As frustrações expressas por Trump incluíram a ideia de retirar totalmente os EUA da NATO.
Também pairando sobre a viagem está a recente saga em torno do criminoso sexual condenado Jeffrey Epstein, que dominou o Congresso no verão e outono passado. Charles – que despojou o seu irmão, o príncipe Andrew, dos seus títulos e o expulsou da sua residência real devido aos seus laços com Epstein – está a receber apelos de um legislador em particular, o deputado Ro Khanna, D-Calif., para se reunir com sobreviventes do criminoso sexual condenado enquanto estiver nos EUA, mas não parece que isso vá acontecer.
Khanna realizou um evento com sobreviventes no Capitólio na terça-feira, antes do discurso.

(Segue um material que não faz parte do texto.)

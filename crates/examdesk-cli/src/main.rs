//! Examdesk CLI
//!
//! Study assistant: ask a generative model with API key fallback, and
//! search uploaded exam documents.

use anyhow::Result;
use clap::Parser;
use examdesk_core::{Config, DocumentStore, ExamDeskError};

mod app;
mod commands;
mod output;

use app::{Cli, Commands};

#[tokio::main]
async fn main() {
    let cli = Cli::parse();

    let level = if cli.verbose {
        tracing::Level::DEBUG
    } else {
        tracing::Level::WARN
    };
    tracing_subscriber::fmt()
        .with_writer(std::io::stderr)
        .with_env_filter(tracing_subscriber::EnvFilter::from_default_env().add_directive(level.into()))
        .init();

    if let Err(err) = run(cli).await {
        eprintln!("Error: {:#}", err);
        let code = err
            .downcast_ref::<ExamDeskError>()
            .map(ExamDeskError::exit_code)
            .unwrap_or(examdesk_core::error::exit_codes::GENERAL_ERROR);
        std::process::exit(code);
    }
}

async fn run(cli: Cli) -> Result<()> {
    // EXAMDESK_CONFIG / EXAMDESK_STORE override the platform defaults
    let config_path = Config::default_path();
    let store_path = DocumentStore::default_path();

    match cli.command {
        Commands::Keys(args) => {
            let mut config = Config::load_from(&config_path)?;
            commands::keys::run(args, &mut config, &config_path, cli.format).await
        }
        Commands::Ask(args) => {
            let mut config = Config::load_from(&config_path)?;
            commands::ask::run(args, &mut config, &config_path, cli.format).await
        }
        Commands::Docs(args) => commands::docs::run(args, &store_path, cli.format).await,
        Commands::Search(args) => commands::search::run(args, &store_path, cli.format).await,
        Commands::Suggest(args) => {
            commands::search::run_suggest(args, &store_path, cli.format).await
        }
        Commands::Filters => commands::search::run_filters(&store_path, cli.format).await,
    }
}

Após seu discurso, Charles e Camilla retornarão à Casa Branca à noite para um jantar formal de Estado.
O rei e a rainha chegaram aos EUA na segunda-feira e foram recebidos informalmente pelo presidente e pela primeira-dama na Casa Branca à tarde, antes de participarem numa festa no jardim da Embaixada Britânica.
O casal real também viajará para Nova York e Virgínia na viagem.